This month (March) is EndometriosisAwareness Month appointed by The Endometriosis Association ever since 1993. Endometriosis (also commonly referred to as endo) is a chronic condition where the tissue that normally line the uterus grows outside the uterus, affecting at least one in nine women of reproductive age in Australia.
However, this figure could be significantly higher as it is difficult to diagnose endo, on average it can take between seven to 12 years for a woman to be diagnosed.
The month of March is designated as a time for endometriosis patients, also referred to as endo warriors and their families, health organisations and businesses to come together and educate the public about the disease.
One in nine women are diagnosed with the debilitating disease that cannot be cured but can be treated once diagnosed. However, through a combination of healthy lifestyle interventions, pain-relief medications, hormone therapy such as the combined oral contraceptive pill endometriosis can be treated.
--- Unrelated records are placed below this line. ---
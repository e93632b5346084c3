//! The capability surface virtup needs from a hypervisor.
//!
//! Everything above this module talks to a `&impl Hypervisor` handed in by
//! the command layer; nothing holds a connection of its own. Results come
//! back as the typed structs below, converted and checked at the boundary.

pub mod libvirt;
#[cfg(any(test, feature = "test-util"))]
pub mod memory;

use std::net::IpAddr;

use crate::error::VirtupError;
use crate::image::DiskFormat;

/// A storage volume as reported by the pool.
#[derive(Debug, Clone, PartialEq, Eq)]
pub struct VolumeInfo {
    pub name: String,
    pub path: String,
    pub capacity: u64,
    pub allocation: u64,
    pub format: DiskFormat,
}

/// Parameters for a new volume.
#[derive(Debug, Clone, PartialEq, Eq)]
pub struct VolumeSpec {
    pub name: String,
    pub capacity: u64,
    pub format: DiskFormat,
}

/// Domain state as far as the lifecycle cares.
#[derive(Debug, Clone, Copy, PartialEq, Eq)]
pub enum DomainStatus {
    /// Shut off and never started since it was defined.
    Defined,
    /// Active in any form (running, paused, shutting down).
    Running,
    /// Shut off after having run, or crashed.
    Stopped,
}

/// One address the hypervisor's network service has handed out.
#[derive(Debug, Clone, PartialEq, Eq)]
pub struct Lease {
    pub hwaddr: String,
    pub addr: IpAddr,
    pub prefix: u32,
}

impl Lease {
    /// Validate a raw lease record. libvirt reports the prefix as a C uint.
    pub fn parse(hwaddr: &str, addr: &str, prefix: u64) -> Result<Self, VirtupError> {
        let addr: IpAddr = addr.parse().map_err(|_| VirtupError::UnexpectedResponse {
            message: format!("lease address '{addr}' is not an IP address"),
        })?;
        let max_prefix = if addr.is_ipv4() { 32 } else { 128 };
        let prefix = u32::try_from(prefix)
            .ok()
            .filter(|p| *p <= max_prefix)
            .ok_or_else(|| VirtupError::UnexpectedResponse {
                message: format!("lease prefix /{prefix} is out of range for {addr}"),
            })?;
        Ok(Self {
            hwaddr: hwaddr.to_ascii_lowercase(),
            addr,
            prefix,
        })
    }
}

/// An in-flight upload into a volume. Dropping without `finish` aborts.
pub trait UploadSink {
    fn send(&mut self, chunk: &[u8]) -> Result<(), VirtupError>;
    fn finish(self: Box<Self>) -> Result<(), VirtupError>;
    fn abort(self: Box<Self>);
}

pub trait Hypervisor {
    /// Connection URI, for tools that need to open their own connection.
    fn uri(&self) -> &str;

    /// Make sure `pool` exists and is active.
    fn ensure_pool(&self, pool: &str) -> Result<(), VirtupError>;
    fn list_volumes(&self, pool: &str) -> Result<Vec<VolumeInfo>, VirtupError>;
    fn lookup_volume(&self, pool: &str, name: &str) -> Result<Option<VolumeInfo>, VirtupError>;
    fn create_volume(&self, pool: &str, spec: &VolumeSpec) -> Result<VolumeInfo, VirtupError>;
    /// Start streaming `length` bytes into an existing volume.
    fn upload<'a>(
        &'a self,
        pool: &str,
        volume: &str,
        length: u64,
    ) -> Result<Box<dyn UploadSink + 'a>, VirtupError>;
    /// Full copy of `source` into a new volume.
    fn clone_volume(
        &self,
        pool: &str,
        source: &str,
        spec: &VolumeSpec,
    ) -> Result<VolumeInfo, VirtupError>;
    fn delete_volume(&self, pool: &str, name: &str) -> Result<(), VirtupError>;

    fn list_domains(&self) -> Result<Vec<String>, VirtupError>;
    /// `None` when no domain of that name is defined.
    fn domain_status(&self, name: &str) -> Result<Option<DomainStatus>, VirtupError>;
    fn domain_xml(&self, name: &str) -> Result<String, VirtupError>;
    fn define_domain(&self, name: &str, xml: &str) -> Result<(), VirtupError>;
    fn start_domain(&self, name: &str) -> Result<(), VirtupError>;
    /// Ask the guest to power off (ACPI). Returns before it has.
    fn shutdown_domain(&self, name: &str) -> Result<(), VirtupError>;
    /// Pull the plug.
    fn destroy_domain(&self, name: &str) -> Result<(), VirtupError>;
    fn undefine_domain(&self, name: &str) -> Result<(), VirtupError>;
    /// Current DHCP leases for the domain's interfaces.
    fn leases(&self, name: &str) -> Result<Vec<Lease>, VirtupError>;
}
The most common symptom associated with endometriosis is chronic pain. In a similar way that the lining of the uterus sheds monthly, endometriosis lesions may swell and bleed. Except, the blood has no way of leaving the body causing debilitating pain.
Lone Hummelshoj, Chief Executive of the World Endometriosis Society suggested that there is low recognition of endometriosis as young women are seeking help from their GP complaining of chronic painful symptoms during their periods.
Doctors can often dismiss these symptoms as dysmenorrhea (pain with menstruation) with no further investigation contributing to the delay in diagnosis and poor timely management of diagnosis and treatment.
Endometriosis Australia aims to increase public awareness of symptoms with the goal of women receiving diagnosis and treatment earlier.
This year’s theme for Endometriosis Awareness month is ‘Endo Enlightened’, where Endometriosis Australia are encouraging landmarks and businesses to dress themselves in a bright yellow light as a demonstration of hope and support for endo warriors.
Over 60 landmarks and buildings across Australia will be glowing during March, and you can get involved by going out seeing the landmarks and taking photos. Share your experiences and tag #IAmEndoEnlightened so that you can help raise awareness for endometriosis.
Individuals can also set themselves the goal of dressing in yellow every day in March to help raise funds towards endometriosis education, research, and awareness. You could challenge yourself to wearing at least one yellow accessory this month. Encourage friends, family, and colleagues to get involved during March.